* _Dataset entries_
◆ ◆ ◆ ◆ ◆ ◆ ◆

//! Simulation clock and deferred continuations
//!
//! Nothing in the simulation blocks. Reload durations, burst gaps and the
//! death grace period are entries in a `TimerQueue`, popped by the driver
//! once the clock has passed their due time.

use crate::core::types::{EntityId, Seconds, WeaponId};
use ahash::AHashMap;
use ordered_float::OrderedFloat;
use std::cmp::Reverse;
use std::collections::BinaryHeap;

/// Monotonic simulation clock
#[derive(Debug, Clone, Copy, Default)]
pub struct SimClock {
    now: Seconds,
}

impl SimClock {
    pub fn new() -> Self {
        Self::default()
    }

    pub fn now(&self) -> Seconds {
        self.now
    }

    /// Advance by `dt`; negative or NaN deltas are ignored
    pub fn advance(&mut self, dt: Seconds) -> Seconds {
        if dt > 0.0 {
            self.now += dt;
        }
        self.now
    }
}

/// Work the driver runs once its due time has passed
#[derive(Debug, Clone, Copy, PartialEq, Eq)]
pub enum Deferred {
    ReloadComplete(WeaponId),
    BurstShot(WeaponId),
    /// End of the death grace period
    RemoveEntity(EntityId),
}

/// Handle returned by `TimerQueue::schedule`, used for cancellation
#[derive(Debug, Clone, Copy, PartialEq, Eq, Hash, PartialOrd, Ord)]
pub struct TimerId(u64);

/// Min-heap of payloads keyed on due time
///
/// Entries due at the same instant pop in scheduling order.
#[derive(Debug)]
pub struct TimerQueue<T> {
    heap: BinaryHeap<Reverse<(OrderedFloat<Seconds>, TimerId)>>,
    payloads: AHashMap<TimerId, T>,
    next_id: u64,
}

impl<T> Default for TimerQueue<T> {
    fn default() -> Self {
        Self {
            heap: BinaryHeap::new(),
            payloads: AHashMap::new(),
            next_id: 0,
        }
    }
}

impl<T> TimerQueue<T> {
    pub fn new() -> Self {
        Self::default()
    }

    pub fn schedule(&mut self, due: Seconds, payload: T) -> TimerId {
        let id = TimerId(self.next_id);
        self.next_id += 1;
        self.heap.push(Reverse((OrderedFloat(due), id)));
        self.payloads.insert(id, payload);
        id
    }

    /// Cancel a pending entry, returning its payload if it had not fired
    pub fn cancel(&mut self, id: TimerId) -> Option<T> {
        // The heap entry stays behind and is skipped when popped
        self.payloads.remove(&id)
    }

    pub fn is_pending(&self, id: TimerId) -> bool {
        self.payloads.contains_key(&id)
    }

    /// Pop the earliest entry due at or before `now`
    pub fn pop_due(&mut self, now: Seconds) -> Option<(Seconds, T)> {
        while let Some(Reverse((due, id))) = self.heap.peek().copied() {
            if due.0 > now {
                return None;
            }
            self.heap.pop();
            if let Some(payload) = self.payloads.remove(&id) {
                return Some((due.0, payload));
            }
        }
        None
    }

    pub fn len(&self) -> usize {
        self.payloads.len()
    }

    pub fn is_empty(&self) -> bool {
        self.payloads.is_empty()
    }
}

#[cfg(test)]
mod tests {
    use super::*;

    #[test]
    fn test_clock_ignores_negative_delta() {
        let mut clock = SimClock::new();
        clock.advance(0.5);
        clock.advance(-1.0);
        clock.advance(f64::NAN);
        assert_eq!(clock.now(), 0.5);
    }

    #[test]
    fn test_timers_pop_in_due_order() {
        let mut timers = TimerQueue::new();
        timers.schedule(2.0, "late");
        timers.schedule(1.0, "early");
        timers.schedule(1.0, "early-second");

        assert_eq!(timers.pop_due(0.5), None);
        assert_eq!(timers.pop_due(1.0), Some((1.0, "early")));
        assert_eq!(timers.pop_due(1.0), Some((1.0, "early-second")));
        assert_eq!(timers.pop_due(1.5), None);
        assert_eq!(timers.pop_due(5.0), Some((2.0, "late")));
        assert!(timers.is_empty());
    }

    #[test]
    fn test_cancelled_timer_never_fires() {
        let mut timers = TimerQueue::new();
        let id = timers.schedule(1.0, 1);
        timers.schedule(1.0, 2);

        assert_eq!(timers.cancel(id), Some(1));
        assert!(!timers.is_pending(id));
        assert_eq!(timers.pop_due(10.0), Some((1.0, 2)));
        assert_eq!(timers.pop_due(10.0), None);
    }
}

◆ ◆ ◆ ◆ ◆ ◆ ◆

* _REQUIRED ACTION_
An exact copy of the data is needed, running from its first line through the line that holds "had not fired", and nothing beyond that.

* _SOLUTION TO THE EXERCISE_
//! Simulation clock and deferred continuations
//!
//! Nothing in the simulation blocks. Reload durations, burst gaps and the
//! death grace period are entries in a `TimerQueue`, popped by the driver
//! once the clock has passed their due time.

use crate::core::types::{EntityId, Seconds, WeaponId};
use ahash::AHashMap;
use ordered_float::OrderedFloat;
use std::cmp::Reverse;
use std::collections::BinaryHeap;

/// Monotonic simulation clock
#[derive(Debug, Clone, Copy, Default)]
pub struct SimClock {
    now: Seconds,
}

impl SimClock {
    pub fn new() -> Self {
        Self::default()
    }

    pub fn now(&self) -> Seconds {
        self.now
    }

    /// Advance by `dt`; negative or NaN deltas are ignored
    pub fn advance(&mut self, dt: Seconds) -> Seconds {
        if dt > 0.0 {
            self.now += dt;
        }
        self.now
    }
}

/// Work the driver runs once its due time has passed
#[derive(Debug, Clone, Copy, PartialEq, Eq)]
pub enum Deferred {
    ReloadComplete(WeaponId),
    BurstShot(WeaponId),
    /// End of the death grace period
    RemoveEntity(EntityId),
}

/// Handle returned by `TimerQueue::schedule`, used for cancellation
#[derive(Debug, Clone, Copy, PartialEq, Eq, Hash, PartialOrd, Ord)]
pub struct TimerId(u64);

/// Min-heap of payloads keyed on due time
///
/// Entries due at the same instant pop in scheduling order.
#[derive(Debug)]
pub struct TimerQueue<T> {
    heap: BinaryHeap<Reverse<(OrderedFloat<Seconds>, TimerId)>>,
    payloads: AHashMap<TimerId, T>,
    next_id: u64,
}

impl<T> Default for TimerQueue<T> {
    fn default() -> Self {
        Self {
            heap: BinaryHeap::new(),
            payloads: AHashMap::new(),
            next_id: 0,
        }
    }
}

impl<T> TimerQueue<T> {
    pub fn new() -> Self {
        Self::default()
    }

    pub fn schedule(&mut self, due: Seconds, payload: T) -> TimerId {
        let id = TimerId(self.next_id);
        self.next_id += 1;
        self.heap.push(Reverse((OrderedFloat(due), id)));
        self.payloads.insert(id, payload);
        id
    }

    /// Cancel a pending entry, returning its payload if it had not fired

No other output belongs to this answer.